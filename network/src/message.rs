//! Relay frames.
//!
//! Every WebSocket frame is a binary bincode payload. A connection opens
//! with one [`Handshake`] from the client and one [`HandshakeReply`] from
//! the server; after that both directions carry [`Message`]s.

use serde::{Deserialize, Serialize};

use crate::NetworkError;

#[derive(Clone, Copy, Debug, PartialEq, Eq, Serialize, Deserialize)]
pub enum MessageKind {
    /// Delivered to every subscriber of the topic named by `destination`.
    Broadcast,
    /// Delivered to the client whose id is `destination`.
    Direct,
}

#[derive(Clone, Debug, PartialEq, Eq, Serialize, Deserialize)]
pub struct Message {
    pub kind: MessageKind,
    pub sender: String,
    pub destination: String,
    pub content: Vec<u8>,
}

impl Message {
    pub fn broadcast(sender: &str, topic: &str, content: Vec<u8>) -> Self {
        Self {
            kind: MessageKind::Broadcast,
            sender: sender.to_string(),
            destination: topic.to_string(),
            content,
        }
    }

    pub fn direct(sender: &str, to: &str, content: Vec<u8>) -> Self {
        Self {
            kind: MessageKind::Direct,
            sender: sender.to_string(),
            destination: to.to_string(),
            content,
        }
    }

    /// A broadcast on `topic`.
    pub fn is_broadcast_on(&self, topic: &str) -> bool {
        self.kind == MessageKind::Broadcast && self.destination == topic
    }
}

#[derive(Clone, Debug, PartialEq, Eq, Serialize, Deserialize)]
pub struct Handshake {
    pub client_id: String,
    /// Encoded `SignMessage`.
    pub credential: Vec<u8>,
    pub topics: Vec<String>,
}

#[derive(Clone, Copy, Debug, PartialEq, Eq, Serialize, Deserialize)]
pub struct HandshakeReply {
    pub accepted: bool,
}

pub(crate) fn encode<T: Serialize>(frame: &T) -> Result<Vec<u8>, NetworkError> {
    bincode::serialize(frame).map_err(|e| NetworkError::Protocol(e.to_string()))
}

pub(crate) fn decode<T: for<'de> Deserialize<'de>>(bytes: &[u8]) -> Result<T, NetworkError> {
    bincode::deserialize(bytes).map_err(|e| NetworkError::Protocol(e.to_string()))
}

_REQUIREMENT_
Write all the entries again precisely as they were given.

_RESPONSE FOR THIS EXERCISE_
filename network/src/message.rs
//! Relay frames.
//!
//! Every WebSocket frame is a binary bincode payload. A connection opens
//! with one [`Handshake`] from the client and one [`HandshakeReply`] from
//! the server; after that both directions carry [`Message`]s.

use serde::{Deserialize, Serialize};

use crate::NetworkError;

#[derive(Clone, Copy, Debug, PartialEq, Eq, Serialize, Deserialize)]
pub enum MessageKind {
    /// Delivered to every subscriber of the topic named by `destination`.
    Broadcast,
    /// Delivered to the client whose id is `destination`.
    Direct,
}

#[derive(Clone, Debug, PartialEq, Eq, Serialize, Deserialize)]
pub struct Message {
    pub kind: MessageKind,
    pub sender: String,
    pub destination: String,
    pub content: Vec<u8>,
}

impl Message {
    pub fn broadcast(sender: &str, topic: &str, content: Vec<u8>) -> Self {
        Self {
            kind: MessageKind::Broadcast,
            sender: sender.to_string(),
            destination: topic.to_string(),
            content,
        }
    }

    pub fn direct(sender: &str, to: &str, content: Vec<u8>) -> Self {
        Self {
            kind: MessageKind::Direct,
            sender: sender.to_string(),
            destination: to.to_string(),
            content,
        }
    }

    /// A broadcast on `topic`.
    pub fn is_broadcast_on(&self, topic: &str) -> bool {
        self.kind == MessageKind::Broadcast && self.destination == topic
    }
}

#[derive(Clone, Debug, PartialEq, Eq, Serialize, Deserialize)]
pub struct Handshake {
    pub client_id: String,
    /// Encoded `SignMessage`.
    pub credential: Vec<u8>,
    pub topics: Vec<String>,
}

#[derive(Clone, Copy, Debug, PartialEq, Eq, Serialize, Deserialize)]
pub struct HandshakeReply {
    pub accepted: bool,
}

pub(crate) fn encode<T: Serialize>(frame: &T) -> Result<Vec<u8>, NetworkError> {
    bincode::serialize(frame).map_err(|e| NetworkError::Protocol(e.to_string()))
}

pub(crate) fn decode<T: for<'de> Deserialize<'de>>(bytes: &[u8]) -> Result<T, NetworkError> {
    bincode::deserialize(bytes).map_err(|e| NetworkError::Protocol(e.to_string()))
}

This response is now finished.